Detroit Mayoral Candidates Look for Votes After Contentious Debate
Detroit Mayor Duggan and election rival state Sen. Young II trade attacks over character, direction of city at debate.
Questions over crime, race and improving impoverished neighborhoods took center stage during a contentious debate between the city’s mayoral candidates.
First-term incumbent Mike Duggan and his challenger, state Senator Coleman Young II both say they want to spread the investment in Detroit’s thriving downtown to all of the city’s neighborhoods.
Duggan says companies are moving to Detroit, not the suburbs, while the city helps residents learn new job skills.
But Young counters that Duggan is ignoring the needs of the poorest Detroiters and concentrating on wooing big-money investors.
The state senator also repeatedly charged that Dugan’s televised response to concerns over his selection of certain firms to perform demolition work amounts to an acknowledgement of bid-rigging.
“Well I don’t think it was personal, I think it’s something that he admitted to,” Young says. “What am I supposed to believe, him or my own lying eyes and ears? I mean this is something that he went on television and admitted to. These are just facts. This isn’t personal attacks, this is truth versus fiction.”
Duggan flatly denies the accusation, saying the federal government would not have restored funding for demolitions if officials feared his administration was involved in any wrongdoing.

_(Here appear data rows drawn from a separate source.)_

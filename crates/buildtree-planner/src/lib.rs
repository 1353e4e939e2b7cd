mod assign;
mod outdated;
mod plan;
mod scan;
mod types;

pub use assign::assign_actions;
pub use outdated::compute_outdated_or_missing;
pub use plan::plan;
pub use scan::{scan_installed_versions, split_directory_name};
pub use types::{Plan, PlanError, PlannedPackage, WizardMode};

#[cfg(test)]
mod tests;
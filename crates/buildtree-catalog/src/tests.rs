use std::cell::RefCell;
use std::collections::BTreeMap;
use std::io::Write;
use std::path::PathBuf;
use std::sync::atomic::{AtomicU64, AtomicUsize, Ordering};
use std::sync::Mutex;

use buildtree_core::{NodeAction, PackageTree};

use super::*;

static TEST_DIR_COUNTER: AtomicU64 = AtomicU64::new(0);

fn test_source_dir() -> PathBuf {
    let nanos = std::time::SystemTime::now()
        .duration_since(std::time::UNIX_EPOCH)
        .expect("system time")
        .as_nanos();
    let sequence = TEST_DIR_COUNTER.fetch_add(1, Ordering::Relaxed);
    let path = std::env::temp_dir().join(format!(
        "buildtree-catalog-tests-{}-{}-{}",
        std::process::id(),
        nanos,
        sequence
    ));
    std::fs::create_dir_all(&path).expect("must create source dir");
    path
}

const LISTING: &str = r#"
<table>
  <tr>
    <td><a href="/project/showfiles.php?group_id=100001&amp;package_id=200001">ildjit</a></td>
    <td><a href="/project/showfiles.php?group_id=100001&amp;package_id=200001&amp;release_id=300009"><strong>0.3.1</strong></a></td>
  </tr>
  <tr>
    <td><a href='/project/showfiles.php?group_id=100001&package_id=200002'>libjit</a></td>
    <td><a href="/project/showfiles.php?group_id=100001&package_id=200002&release_id=300010">0.1.2</a></td>
  </tr>
  <tr>
    <td><a href="/project/showfiles.php?group_id=100001&package_id=200003">stale</a></td>
    <td><a href="/project/showfiles.php?group_id=100001&package_id=200099&release_id=300011">9.9</a></td>
  </tr>
  <tr><td><a href="/project/monitor.php">monitor</a></td></tr>
</table>
"#;

fn test_tree() -> PackageTree {
    PackageTree::from_manifest_str(
        r#"
<manifest>
  <repository url="https://downloads.test/ildjit/" version_url="https://listing.test/a">
    <package name="ildjit" pack_name="ildjit" type="tar.gz"/>
    <package name="libjit" father="ildjit" pack_name="libjit" type="tar.gz"/>
  </repository>
  <repository url="https://mirror.test/extra/" version_url="https://listing.test/a">
    <package name="optimizer" father="libjit" pack_name="iljit-optimizer" type="tar.bz2"/>
  </repository>
</manifest>
"#,
    )
    .expect("manifest should parse")
}

#[test]
fn listing_pairs_package_anchor_with_matching_release() {
    let versions = parse_release_listing(LISTING);
    assert_eq!(versions.get("ildjit").map(String::as_str), Some("0.3.1"));
    assert_eq!(versions.get("libjit").map(String::as_str), Some("0.1.2"));
    assert_eq!(versions.get("stale"), None);
    assert_eq!(versions.len(), 2);
}

#[test]
fn listing_ignores_release_anchor_without_package() {
    let versions = parse_release_listing(
        r#"<a href="/project/showfiles.php?group_id=1&package_id=2&release_id=3">1.0</a>"#,
    );
    assert!(versions.is_empty());
}

#[test]
fn discover_versions_fetches_each_listing_once() {
    let tree = test_tree();
    let calls = RefCell::new(Vec::new());
    let source = |url: &str| -> Result<String, CatalogError> {
        calls.borrow_mut().push(url.to_string());
        Ok(LISTING.to_string())
    };

    let versions = discover_versions(&tree, &source).expect("discovery must succeed");
    assert_eq!(calls.borrow().as_slice(), ["https://listing.test/a"]);
    assert_eq!(versions.len(), 2);
}

#[test]
fn augment_tree_applies_discovered_versions() {
    let mut tree = test_tree();
    let source =
        |_url: &str| -> Result<String, CatalogError> { Ok(LISTING.to_string()) };

    let updated = augment_tree(&mut tree, &source).expect("augmentation must succeed");
    assert_eq!(updated, 2);
    let optimizer = tree
        .find_by_name(tree.root(), "optimizer")
        .expect("optimizer exists");
    assert_eq!(tree.node(optimizer).version, None);
    assert_eq!(tree.node(tree.root()).version.as_deref(), Some("0.3.1"));
}

#[test]
fn discovery_failure_is_a_connection_error() {
    let tree = test_tree();
    let source = |url: &str| -> Result<String, CatalogError> {
        Err(CatalogError::Connection {
            url: url.to_string(),
            diagnostic: "connection refused".to_string(),
        })
    };

    let err = discover_versions(&tree, &source).expect_err("discovery must fail");
    assert_eq!(err.title(), "Connection Error");
    let report = err.as_report().expect("connection errors have a report");
    assert_eq!(report.header(), "Cannot connect to https://listing.test/a.");
}

fn versioned_tree() -> PackageTree {
    let mut tree = test_tree();
    tree.apply_versions(
        &[("ildjit", "0.3.1"), ("libjit", "0.1.2"), ("optimizer", "1.0")]
            .iter()
            .map(|(name, version)| (name.to_string(), version.to_string()))
            .collect::<BTreeMap<_, _>>(),
    );
    tree
}

#[test]
fn queue_targets_install_nodes_with_repository_urls() {
    let mut tree = versioned_tree();
    let libjit = tree.find_by_name(tree.root(), "libjit").expect("libjit exists");
    tree.node_mut(libjit).action = NodeAction::Upgrade;
    let source = PathBuf::from("/var/src");

    let queue = DownloadQueue::for_tree(&tree, &source).expect("queue must build");
    let urls = queue
        .requests()
        .iter()
        .map(|request| request.url.as_str())
        .collect::<Vec<_>>();
    assert_eq!(
        urls,
        vec![
            "https://downloads.test/ildjit/ildjit-0.3.1.tar.gz",
            "https://mirror.test/extra/iljit-optimizer-1.0.tar.bz2",
        ]
    );
    assert_eq!(
        queue.requests()[1].destination,
        source.join("iljit-optimizer-1.0.tar.bz2")
    );
}

#[test]
fn queue_requires_versions_for_install_nodes() {
    let tree = test_tree();
    let err = DownloadQueue::for_tree(&tree, &PathBuf::from("/var/src"))
        .expect_err("unversioned install must fail");
    assert!(matches!(err, CatalogError::MissingVersion { ref package } if package == "ildjit"));
}

#[test]
fn queue_downloads_in_bounded_batches_and_renames_parts() {
    let tree = versioned_tree();
    let source = test_source_dir();
    let in_flight = AtomicUsize::new(0);
    let peak = AtomicUsize::new(0);
    let fetcher = |url: &str, out: &mut dyn Write| -> Result<u64, String> {
        let now = in_flight.fetch_add(1, Ordering::SeqCst) + 1;
        peak.fetch_max(now, Ordering::SeqCst);
        std::thread::sleep(std::time::Duration::from_millis(20));
        out.write_all(url.as_bytes()).map_err(|err| err.to_string())?;
        in_flight.fetch_sub(1, Ordering::SeqCst);
        Ok(url.len() as u64)
    };
    let completed = Mutex::new(Vec::new());

    DownloadQueue::for_tree(&tree, &source)
        .expect("queue must build")
        .with_width(2)
        .run(&fetcher, |request, status| {
            completed
                .lock()
                .expect("lock")
                .push((request.package.clone(), status));
        })
        .expect("downloads must succeed");

    assert!(peak.load(Ordering::SeqCst) <= 2);
    let completed = completed.into_inner().expect("lock");
    assert_eq!(completed.len(), 3);
    assert_eq!(completed[0], ("ildjit".to_string(), DownloadStatus::Downloaded));
    let body = std::fs::read_to_string(source.join("libjit-0.1.2.tar.gz")).expect("archive");
    assert_eq!(body, "https://downloads.test/ildjit/libjit-0.1.2.tar.gz");
    assert!(!source.join("libjit-0.1.2.tar.gz.part").exists());

    let _ = std::fs::remove_dir_all(source);
}

#[test]
fn queue_keeps_present_archives_and_stops_after_failing_batch() {
    let tree = versioned_tree();
    let source = test_source_dir();
    std::fs::write(source.join("ildjit-0.3.1.tar.gz"), b"cached").expect("must write archive");
    let fetched = Mutex::new(Vec::new());
    let fetcher = |url: &str, _out: &mut dyn Write| -> Result<u64, String> {
        fetched.lock().expect("lock").push(url.to_string());
        if url.ends_with("libjit-0.1.2.tar.gz") {
            return Err("404 Not Found".to_string());
        }
        Ok(0)
    };
    let mut statuses = Vec::new();

    let err = DownloadQueue::for_tree(&tree, &source)
        .expect("queue must build")
        .with_width(1)
        .run(&fetcher, |request, status| {
            statuses.push((request.package.clone(), status))
        })
        .expect_err("download must fail");

    assert_eq!(statuses, vec![("ildjit".to_string(), DownloadStatus::Present)]);
    assert_eq!(
        fetched.into_inner().expect("lock"),
        vec!["https://downloads.test/ildjit/libjit-0.1.2.tar.gz".to_string()]
    );
    assert_eq!(err.title(), "Download Error");
    assert!(err.to_string().contains("404 Not Found"));
    assert!(!source.join("libjit-0.1.2.tar.gz.part").exists());
    assert!(!source.join("libjit-0.1.2.tar.gz").exists());

    let _ = std::fs::remove_dir_all(source);
}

But Duggan says the comment is one reason why he agreed to only a single debate.
“Just look at the behavior,” Duggan says. “Four years ago I ran against a man I admire very much, Benny Napoleon, who debate after debate laid out many of the things which I’ve actually incorporated into the administration. But this is all just a bunch of nasty personal attacks and made up stuff. And I didn’t see the point of doing it more than once. I figured the public would get the idea after one of these.”
Young disagrees.
He says Duggan is falsely accusing him of doing little as a state senator to aid Detroit in Lansing.
Young also calls holding only one mayoral debate “disrespectful” to voters.